The young men all nod in unison.

“This the way we bang on a mothafucking daily basis,” Tony says. “Every time we see them Bloods up in here, we popping at them, we clapping at them. Shit’s about to get real after what they did to Crazy Ray. Aight?”

The hustlers nod again, seeming excited by the prospect of exacting vengeance.

“One other piece of business, then I’ll let y’all get back to work. Name of the product changing as of right now. We calling the two-for-one bags ‘Ghost Rider,’ because when you smoke that shit, you feel all Johnny Blaze.”

The Hempstead gangs change the names of their product every few weeks, even though there’s generally no difference between one “brand” and another. Before Ghost Rider, Crips’ vials and baggies had been called “Luda,” which had replaced “Scarface,” and before that, “Reebok.” Just like the advertising executives on Madison Avenue, gangs know that finding the perfect name for their brand can make it more desirable to customers, even if nothing about the product itself changes. Crips touts must either hype the brand with success or face Tony’s wrath. And selling the two-for-one bags is a priority, since they get customers hooked on a higher dose of crack. When the “special” is over and prices double, most pipeheads will fork over the extra cash without a second thought.

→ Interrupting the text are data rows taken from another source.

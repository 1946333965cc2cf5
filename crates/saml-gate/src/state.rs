use crate::config::Config;
use crate::idp::{IdpConfig, IdpRegistry};
use crate::replay::MemoryReplayGuard;
use crate::saml::{SamaelVerifier, SamlEngine, SignatureVerifier};
use crate::session::SessionCodec;
use crate::session::envelope::SigningKey;
use anyhow::{Context, Result};
use chrono::Duration;
use std::sync::Arc;

pub struct AppState {
    pub config: Config,
    pub codec: SessionCodec,
    pub registry: IdpRegistry,
    pub engine: SamlEngine,
    pub replay: MemoryReplayGuard,
}

impl AppState {
    pub fn new(config: Config) -> Result<Self> {
        Self::with_verifier(config, Arc::new(SamaelVerifier::new()?))
    }

    /// Builds state with a caller-supplied signature verifier.
    pub fn with_verifier(config: Config, verifier: Arc<dyn SignatureVerifier>) -> Result<Self> {
        let key = match &config.secret_key {
            Some(secret) => SigningKey::from_secret(secret),
            None => {
                tracing::error!(
                    "SECRET_KEY is not set, using a random key; sessions will not survive a restart"
                );
                SigningKey::generate()
            }
        };
        let codec = SessionCodec::new(
            key,
            Duration::seconds(config.session_lifetime_secs),
            Duration::seconds(config.relay_state_ttl_secs),
        );

        let default_idp = config
            .default_idp
            .as_ref()
            .map(|idp| {
                IdpConfig::new(
                    idp.entity_id.clone(),
                    idp.sso_url.clone(),
                    &idp.certificate,
                    idp.id_attribute.clone(),
                )
            })
            .transpose()
            .context("invalid default IdP configuration")?;
        let mut registry = IdpRegistry::new(default_idp);
        if let Some(path) = &config.idp_registry_path {
            let loaded = registry.load_file(path)?;
            tracing::info!(loaded, path, "loaded IdP registry");
        }

        let replay = MemoryReplayGuard::new();
        let engine = SamlEngine::new(
            verifier,
            Arc::new(replay.clone()),
            config.authn_context_levels.clone(),
            config.groups_attribute.clone(),
            Duration::seconds(config.clock_skew_secs),
        );

        Ok(Self {
            config,
            codec,
            registry,
            engine,
            replay,
        })
    }
}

A few blocks away on MLK, Tony tells his men, Bloods are slinging their own newly named product: “Occupy.”

“You tell our customers that Occupy package is weak, and they need to get turned on to Ghost Rider for twice as much at the same price,” Tony says. “This shit going to sell itself because it’s premium, but you all being vocal ain’t going to hurt none.”

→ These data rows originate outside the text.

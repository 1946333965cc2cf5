use crate::saml::AuthnContextLevels;
use anyhow::{Context, Result};
use std::str::FromStr;

pub const DEFAULT_GROUPS_ATTRIBUTE: &str = "urn:oid:1.3.6.1.4.1.5923.1.5.1.1";
pub const DEFAULT_AUTHN_CONTEXT_LEVELS: &str = "https://refeds.org/profile/mfa=2fa";

/// Default IdP as given in the environment. Validated into an
/// [`IdpConfig`](crate::idp::IdpConfig) when the application state is built.
#[derive(Clone, Debug)]
pub struct DefaultIdp {
    pub entity_id: String,
    pub sso_url: String,
    pub certificate: String,
    pub id_attribute: Option<String>,
}

pub struct Config {
    pub host: String,
    pub port: u16,
    pub secret_key: Option<String>,
    pub cookie_name: String,
    pub cookie_secure: bool,
    pub session_lifetime_secs: i64,
    pub relay_state_ttl_secs: i64,
    pub clock_skew_secs: i64,
    pub default_proto: Option<String>,
    pub groups_attribute: String,
    pub authn_context_levels: AuthnContextLevels,
    pub default_idp: Option<DefaultIdp>,
    pub idp_registry_path: Option<String>,
}

impl Config {
    pub fn from_env() -> Result<Self> {
        let host = std::env::var("HOST").unwrap_or_else(|_| "0.0.0.0".into());
        let port = parse_var("PORT", 5000u16).context("PORT must be a valid u16")?;

        let secret_key = std::env::var("SECRET_KEY").ok().filter(|k| !k.is_empty());
        let cookie_name =
            std::env::var("SESSION_COOKIE_NAME").unwrap_or_else(|_| "_saml_session".into());
        let cookie_secure = parse_var("SESSION_COOKIE_SECURE", true)
            .context("SESSION_COOKIE_SECURE must be true or false")?;
        let session_lifetime_secs = parse_var("SESSION_LIFETIME_SECS", 12 * 60 * 60)
            .context("SESSION_LIFETIME_SECS must be a number of seconds")?;
        let relay_state_ttl_secs = parse_var("RELAY_STATE_TTL_SECS", 10 * 60)
            .context("RELAY_STATE_TTL_SECS must be a number of seconds")?;
        let clock_skew_secs = parse_var("SAML_CLOCK_SKEW_SECS", 180)
            .context("SAML_CLOCK_SKEW_SECS must be a number of seconds")?;

        let default_proto = std::env::var("DEFAULT_FORWARDED_PROTO").ok();
        let groups_attribute = std::env::var("SAML_GROUPS_ATTRIBUTE")
            .unwrap_or_else(|_| DEFAULT_GROUPS_ATTRIBUTE.into());
        let authn_context_levels = std::env::var("SAML_AUTHN_CONTEXT_LEVELS")
            .unwrap_or_else(|_| DEFAULT_AUTHN_CONTEXT_LEVELS.into())
            .parse()
            .context("SAML_AUTHN_CONTEXT_LEVELS must be a list of context=level pairs")?;

        let default_idp = match std::env::var("SAML_IDP_ENTITY_ID") {
            Ok(entity_id) => Some(DefaultIdp {
                entity_id,
                sso_url: std::env::var("SAML_IDP_SSO_URL")
                    .context("SAML_IDP_SSO_URL must be set with SAML_IDP_ENTITY_ID")?,
                certificate: std::env::var("SAML_IDP_CERT")
                    .context("SAML_IDP_CERT must be set with SAML_IDP_ENTITY_ID")?,
                id_attribute: std::env::var("SAML_IDP_ID_ATTRIBUTE").ok(),
            }),
            Err(_) => None,
        };
        let idp_registry_path = std::env::var("SAML_IDP_REGISTRY").ok();

        Ok(Self {
            host,
            port,
            secret_key,
            cookie_name,
            cookie_secure,
            session_lifetime_secs,
            relay_state_ttl_secs,
            clock_skew_secs,
            default_proto,
            groups_attribute,
            authn_context_levels,
            default_idp,
            idp_registry_path,
        })
    }
}

fn parse_var<T>(name: &str, default: T) -> Result<T>
where
    T: FromStr,
    T::Err: std::error::Error + Send + Sync + 'static,
{
    match std::env::var(name) {
        Ok(raw) => Ok(raw.trim().parse::<T>()?),
        Err(_) => Ok(default),
    }
}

Tony looks around at each of the gangsters, eyebrows raised, expecting questions. Bolo Jay’s hand shoots up.

“Yeah?” Tony says.

“Yo, why we calling it Ghost Rider?” asks Bolo.

“Because that’s what the fuck we calling it, nigga,” Tony says.

“But why him instead of a better comic book character?” Bolo continues. “Why don’t we call it Spider-Man or Hulk? Yo, even better, what about Beast from X-Men? Beast off the chain.”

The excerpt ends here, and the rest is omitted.